Exercise: Which lines in the data below contain the word "parent"? Pull each of them out.

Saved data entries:
◇ ◇ ◇ ◇ ◇ ◇ ◇
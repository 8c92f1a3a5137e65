//! Host name resolution used as a validation gate for submitted URLs.

use std::collections::HashSet;
use std::time::Duration;

use async_trait::async_trait;
use tracing::{debug, trace};

use crate::errors::{AppError, Result};

/// Confirms that a host name resolves to at least one address.
#[async_trait]
pub trait HostResolver: Send + Sync {
    async fn resolve_host(&self, host: &str) -> Result<()>;

    fn name(&self) -> &'static str;
}

/// System resolver backed by `tokio::net::lookup_host`.
///
/// A lookup that does not finish within `timeout` is a failure; there is
/// no retry.
pub struct DnsResolver {
    timeout: Duration,
}

impl DnsResolver {
    pub fn new(timeout: Duration) -> Self {
        Self { timeout }
    }
}

#[async_trait]
impl HostResolver for DnsResolver {
    async fn resolve_host(&self, host: &str) -> Result<()> {
        match tokio::time::timeout(self.timeout, tokio::net::lookup_host((host, 0))).await {
            Ok(Ok(mut addrs)) => match addrs.next() {
                Some(addr) => {
                    trace!("Resolved {} to {}", host, addr.ip());
                    Ok(())
                }
                None => Err(AppError::invalid_url(format!(
                    "Host {} has no addresses",
                    host
                ))),
            },
            Ok(Err(e)) => {
                debug!("DNS lookup failed for {}: {}", host, e);
                Err(AppError::invalid_url(format!(
                    "Host {} could not be resolved",
                    host
                )))
            }
            Err(_) => {
                debug!("DNS lookup timed out for {} after {:?}", host, self.timeout);
                Err(AppError::invalid_url(format!(
                    "Host {} resolution timed out",
                    host
                )))
            }
        }
    }

    fn name(&self) -> &'static str {
        "dns"
    }
}

/// Fixed host table. Hosts outside the table fail to resolve.
#[derive(Debug, Default, Clone)]
pub struct StaticResolver {
    hosts: HashSet<String>,
    accept_all: bool,
}

impl StaticResolver {
    pub fn new<I, S>(hosts: I) -> Self
    where
        I: IntoIterator<Item = S>,
        S: Into<String>,
    {
        Self {
            hosts: hosts
                .into_iter()
                .map(|h| h.into().to_ascii_lowercase())
                .collect(),
            accept_all: false,
        }
    }

    /// Resolves every host.
    pub fn accept_all() -> Self {
        Self {
            hosts: HashSet::new(),
            accept_all: true,
        }
    }
}

#[async_trait]
impl HostResolver for StaticResolver {
    async fn resolve_host(&self, host: &str) -> Result<()> {
        if self.accept_all || self.hosts.contains(&host.to_ascii_lowercase()) {
            Ok(())
        } else {
            Err(AppError::invalid_url(format!(
                "Host {} could not be resolved",
                host
            )))
        }
    }

    fn name(&self) -> &'static str {
        "static"
    }
}

#[cfg(test)]
mod tests {
    use super::*;

    #[tokio::test]
    async fn test_static_resolver_table() {
        let resolver = StaticResolver::new(["example.com"]);
        assert!(resolver.resolve_host("example.com").await.is_ok());
        assert!(resolver.resolve_host("EXAMPLE.com").await.is_ok());
        assert!(matches!(
            resolver.resolve_host("nope.invalid").await,
            Err(AppError::InvalidUrl(_))
        ));
    }

    #[tokio::test]
    async fn test_static_resolver_accept_all() {
        let resolver = StaticResolver::accept_all();
        assert!(resolver.resolve_host("anything.invalid").await.is_ok());
    }

    #[tokio::test]
    async fn test_dns_resolver_localhost() {
        let resolver = DnsResolver::new(Duration::from_secs(5));
        assert!(resolver.resolve_host("localhost").await.is_ok());
    }

    #[tokio::test]
    async fn test_dns_resolver_reserved_tld() {
        // RFC 2606: .invalid never resolves
        let resolver = DnsResolver::new(Duration::from_secs(5));
        assert!(
            resolver
                .resolve_host("this-host-does-not-exist.invalid")
                .await
                .is_err()
        );
    }
}
use serde::{Deserialize, Serialize};
use strum::{AsRefStr, EnumIter, IntoEnumIterator};

use crate::errors::{AppError, Result};

/// 默认配置文件路径
pub const DEFAULT_CONFIG_PATH: &str = "config.toml";

/// 环境变量前缀，例如 MA__SERVER__PORT=9999
pub const ENV_PREFIX: &str = "MA";

/// Status code used when `POST /api/shorturl` rejects a URL.
///
/// `Ok` keeps the historical behaviour of answering `200` with an
/// `{"error": "invalid url"}` body; `BadRequest` answers `400`.
#[derive(Debug, Clone, Copy, PartialEq, Eq, Serialize, Deserialize, Default, EnumIter, AsRefStr)]
#[serde(rename_all = "snake_case")]
#[strum(serialize_all = "snake_case")]
pub enum InvalidUrlStatus {
    #[default]
    Ok,
    BadRequest,
}

impl std::str::FromStr for InvalidUrlStatus {
    type Err = String;
    fn from_str(s: &str) -> std::result::Result<Self, Self::Err> {
        InvalidUrlStatus::iter()
            .find(|v| v.as_ref().eq_ignore_ascii_case(s))
            .ok_or_else(|| {
                let valid: Vec<String> = InvalidUrlStatus::iter()
                    .map(|v| v.as_ref().to_string())
                    .collect();
                format!(
                    "Invalid invalid_url_status: '{}'. Valid: {}",
                    s,
                    valid.join(", ")
                )
            })
    }
}

/// 静态配置（从 TOML 加载，启动时使用）
///
/// 包含:
/// - server: 服务器地址、端口、CPU 数量
/// - logging: 日志配置
/// - registry: 短链接注册表（DNS 校验、协议白名单）
/// - file_metadata: 文件元数据检查服务
/// - exercises: 运动记录服务
/// - cors: 跨域配置
#[derive(Debug, Clone, Serialize, Deserialize, Default)]
pub struct StaticConfig {
    #[serde(default)]
    pub server: ServerConfig,
    #[serde(default)]
    pub logging: LoggingConfig,
    #[serde(default)]
    pub registry: RegistryConfig,
    #[serde(default)]
    pub file_metadata: FileMetadataConfig,
    #[serde(default)]
    pub exercises: ExercisesConfig,
    #[serde(default)]
    pub cors: CorsConfig,
}

impl StaticConfig {
    /// 从 TOML 文件和环境变量加载配置
    ///
    /// 优先级：ENV > TOML 文件 > 默认值
    /// ENV 前缀：MA，分隔符：__
    /// 兼容旧的 `PORT` 环境变量（仅在未设置 MA__SERVER__PORT 时生效）
    pub fn load(path: Option<&str>) -> Result<Self> {
        use config::{Config, Environment, File};

        let (path, required) = match path {
            Some(p) => (p, true),
            None => (DEFAULT_CONFIG_PATH, false),
        };

        let settings = Config::builder()
            .add_source(File::with_name(path).required(required))
            .add_source(
                Environment::with_prefix(ENV_PREFIX)
                    .separator("__")
                    .try_parsing(true)
                    .list_separator(",")
                    .with_list_parse_key("registry.allowed_schemes")
                    .with_list_parse_key("cors.allowed_origins"),
            )
            .build()?;

        let mut config: StaticConfig = settings.try_deserialize()?;

        if std::env::var(format!("{}__SERVER__PORT", ENV_PREFIX)).is_err()
            && let Ok(port) = std::env::var("PORT")
        {
            config.server.port = port
                .parse()
                .map_err(|_| AppError::config(format!("Invalid PORT value: '{}'", port)))?;
        }

        config.validate()?;
        Ok(config)
    }

    /// 启动前的基本合法性检查
    pub fn validate(&self) -> Result<()> {
        if self.registry.allowed_schemes.is_empty() {
            return Err(AppError::config(
                "registry.allowed_schemes must list at least one scheme",
            ));
        }
        if self.registry.dns_timeout_ms == 0 {
            return Err(AppError::config("registry.dns_timeout_ms must be positive"));
        }
        if self.file_metadata.max_upload_bytes == 0 {
            return Err(AppError::config(
                "file_metadata.max_upload_bytes must be positive",
            ));
        }
        Ok(())
    }

    /// 生成示例 TOML 配置文件
    pub fn generate_sample_config() -> Result<String> {
        Ok(toml::to_string_pretty(&Self::default())?)
    }

    /// 保存配置到 TOML 文件
    pub fn save_to_file<P: AsRef<std::path::Path>>(&self, path: P) -> Result<()> {
        let content = toml::to_string_pretty(self)?;

        if let Some(parent) = path.as_ref().parent()
            && !parent.as_os_str().is_empty()
            && !parent.exists()
        {
            std::fs::create_dir_all(parent)?;
        }

        std::fs::write(path, content)?;
        Ok(())
    }
}

/// 服务器配置
#[derive(Debug, Clone, Serialize, Deserialize)]
pub struct ServerConfig {
    #[serde(default = "default_server_host")]
    pub host: String,
    #[serde(default = "default_server_port")]
    pub port: u16,
    #[serde(default = "default_cpu_count")]
    pub cpu_count: usize,
}

/// 日志配置
#[derive(Debug, Clone, Serialize, Deserialize)]
pub struct LoggingConfig {
    #[serde(default = "default_log_level")]
    pub level: String,
    #[serde(default = "default_log_format")]
    pub format: String,
    #[serde(default)]
    pub file: Option<String>,
    #[serde(default = "default_max_backups")]
    pub max_backups: u32,
    #[serde(default = "default_true")]
    pub enable_rotation: bool,
}

/// 短链接注册表配置
#[derive(Debug, Clone, Serialize, Deserialize)]
pub struct RegistryConfig {
    #[serde(default = "default_true")]
    pub enabled: bool,
    /// DNS 解析超时（毫秒），超时视为校验失败
    #[serde(default = "default_dns_timeout_ms")]
    pub dns_timeout_ms: u64,
    #[serde(default = "default_allowed_schemes")]
    pub allowed_schemes: Vec<String>,
    #[serde(default)]
    pub invalid_url_status: InvalidUrlStatus,
}

/// 文件元数据服务配置
#[derive(Debug, Clone, Serialize, Deserialize)]
pub struct FileMetadataConfig {
    #[serde(default = "default_true")]
    pub enabled: bool,
    #[serde(default = "default_max_upload_bytes")]
    pub max_upload_bytes: usize,
}

/// 运动记录服务配置
#[derive(Debug, Clone, Serialize, Deserialize)]
pub struct ExercisesConfig {
    #[serde(default = "default_true")]
    pub enabled: bool,
}

/// CORS 配置
#[derive(Debug, Clone, Serialize, Deserialize)]
pub struct CorsConfig {
    #[serde(default = "default_true")]
    pub enabled: bool,
    #[serde(default = "default_allowed_origins")]
    pub allowed_origins: Vec<String>,
    #[serde(default = "default_cors_max_age")]
    pub max_age: u64,
}

// ============================================================
// Default value functions
// ============================================================

fn default_true() -> bool {
    true
}

fn default_server_host() -> String {
    "127.0.0.1".to_string()
}

fn default_server_port() -> u16 {
    3000
}

fn default_cpu_count() -> usize {
    num_cpus::get()
}

fn default_log_level() -> String {
    "info".to_string()
}

fn default_log_format() -> String {
    "text".to_string()
}

fn default_max_backups() -> u32 {
    5
}

fn default_dns_timeout_ms() -> u64 {
    5000
}

fn default_allowed_schemes() -> Vec<String> {
    vec!["http".to_string(), "https".to_string()]
}

fn default_max_upload_bytes() -> usize {
    10 * 1024 * 1024
}

fn default_allowed_origins() -> Vec<String> {
    vec!["*".to_string()]
}

fn default_cors_max_age() -> u64 {
    3600
}

// ============================================================
// Default implementations
// ============================================================

impl Default for ServerConfig {
    fn default() -> Self {
        Self {
            host: default_server_host(),
            port: default_server_port(),
            cpu_count: default_cpu_count(),
        }
    }
}

impl Default for LoggingConfig {
    fn default() -> Self {
        Self {
            level: default_log_level(),
            format: default_log_format(),
            file: None,
            max_backups: default_max_backups(),
            enable_rotation: true,
        }
    }
}

impl Default for RegistryConfig {
    fn default() -> Self {
        Self {
            enabled: true,
            dns_timeout_ms: default_dns_timeout_ms(),
            allowed_schemes: default_allowed_schemes(),
            invalid_url_status: InvalidUrlStatus::default(),
        }
    }
}

impl Default for FileMetadataConfig {
    fn default() -> Self {
        Self {
            enabled: true,
            max_upload_bytes: default_max_upload_bytes(),
        }
    }
}

impl Default for ExercisesConfig {
    fn default() -> Self {
        Self { enabled: true }
    }
}

impl Default for CorsConfig {
    fn default() -> Self {
        Self {
            enabled: true,
            allowed_origins: default_allowed_origins(),
            max_age: default_cors_max_age(),
        }
    }
}

#[cfg(test)]
mod tests {
    use super::*;

    #[test]
    fn test_defaults() {
        let config = StaticConfig::default();
        assert_eq!(config.server.port, 3000);
        assert_eq!(config.registry.allowed_schemes, vec!["http", "https"]);
        assert_eq!(config.registry.invalid_url_status, InvalidUrlStatus::Ok);
        assert!(config.validate().is_ok());
    }

    #[test]
    fn test_invalid_url_status_from_str() {
        assert_eq!(
            "bad_request".parse::<InvalidUrlStatus>(),
            Ok(InvalidUrlStatus::BadRequest)
        );
        assert_eq!("OK".parse::<InvalidUrlStatus>(), Ok(InvalidUrlStatus::Ok));
        let err = "teapot".parse::<InvalidUrlStatus>().unwrap_err();
        assert!(err.contains("ok, bad_request"), "{}", err);
    }

    #[test]
    fn test_sample_config_roundtrips() {
        let sample = StaticConfig::generate_sample_config().expect("sample config");
        assert!(sample.contains("[registry]"));
        let parsed: StaticConfig = toml::from_str(&sample).expect("parse sample");
        assert_eq!(parsed.registry.dns_timeout_ms, 5000);
    }

    #[test]
    fn test_partial_toml_uses_defaults() {
        let parsed: StaticConfig = toml::from_str(
            r#"
            [registry]
            invalid_url_status = "bad_request"
            "#,
        )
        .expect("parse partial");
        assert_eq!(
            parsed.registry.invalid_url_status,
            InvalidUrlStatus::BadRequest
        );
        assert_eq!(parsed.registry.allowed_schemes.len(), 2);
        assert!(parsed.file_metadata.enabled);
    }

    #[test]
    fn test_validate_rejects_empty_schemes() {
        let mut config = StaticConfig::default();
        config.registry.allowed_schemes.clear();
        assert!(matches!(config.validate(), Err(AppError::Config(_))));
    }
}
◇ ◇ ◇ ◇ ◇ ◇ ◇
Exercise solution:
        if let Some(parent) = path.as_ref().parent()
            && !parent.as_os_str().is_empty()
            && !parent.exists()
            std::fs::create_dir_all(parent)?;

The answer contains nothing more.